━━ DATA SECTION
//! # Host Bridge Traits
//!
//! Collaborator contracts the list synchronization core depends on but does
//! not implement.
//!
//! ## Overview
//!
//! The core coordinates caching, indexing and scheduling. Talking to the
//! external list-tracking API and protecting credentials are host concerns;
//! this crate defines the seams where the host plugs those in.
//!
//! ## Traits
//!
//! ### External service
//! - [`MediaListProvider`](media::MediaListProvider) - GraphQL client abstraction
//!   (`fetch_viewer`, `fetch_media_collection`)
//!
//! ### Security
//! - [`SealedBox`](crypto::SealedBox) - Encrypt/decrypt credential material
//!
//! ### Utilities
//! - [`Clock`](time::Clock) - Time source for deterministic testing
//! - [`LoggerSink`](time::LoggerSink) - Forward structured logs to host logging
//!
//! ## Error Handling
//!
//! All bridge traits return [`BridgeError`](error::BridgeError). Implementations
//! must keep [`BridgeError::Unauthorized`] distinct from transport failures:
//! the core turns the former into "re-bind required" and the latter into a
//! retryable sync failure.
//!
//! ## Thread Safety
//!
//! Every trait requires `Send + Sync`; bridges are shared across the
//! interactive path and the scheduler task behind `Arc`.

pub mod crypto;
pub mod error;
pub mod media;
pub mod time;

pub use error::BridgeError;

pub use crypto::SealedBox;
pub use media::{
    AiringSchedule, ExternalAccountId, ListOwner, MediaId, MediaKind, MediaList,
    MediaListCollection, MediaListEntry, MediaListProvider, MediaPayload, MediaTitle, Viewer,
};
pub use time::{Clock, LogEntry, LogLevel, LoggerSink, ManualClock, SystemClock};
━━━━
TASK BRIEF: Starting at the line that contains "## Error Handling", output each remaining line of the listing, the last line included, exactly as it appears.

ANSWER TO THE PROBLEM:
//! ## Error Handling
//!
//! All bridge traits return [`BridgeError`](error::BridgeError). Implementations
//! must keep [`BridgeError::Unauthorized`] distinct from transport failures:
//! the core turns the former into "re-bind required" and the latter into a
//! retryable sync failure.
//!
//! ## Thread Safety
//!
//! Every trait requires `Send + Sync`; bridges are shared across the
//! interactive path and the scheduler task behind `Arc`.

pub mod crypto;
pub mod error;
pub mod media;
pub mod time;

pub use error::BridgeError;

pub use crypto::SealedBox;
pub use media::{
    AiringSchedule, ExternalAccountId, ListOwner, MediaId, MediaKind, MediaList,
    MediaListCollection, MediaListEntry, MediaListProvider, MediaPayload, MediaTitle, Viewer,
};
pub use time::{Clock, LogEntry, LogLevel, LoggerSink, ManualClock, SystemClock};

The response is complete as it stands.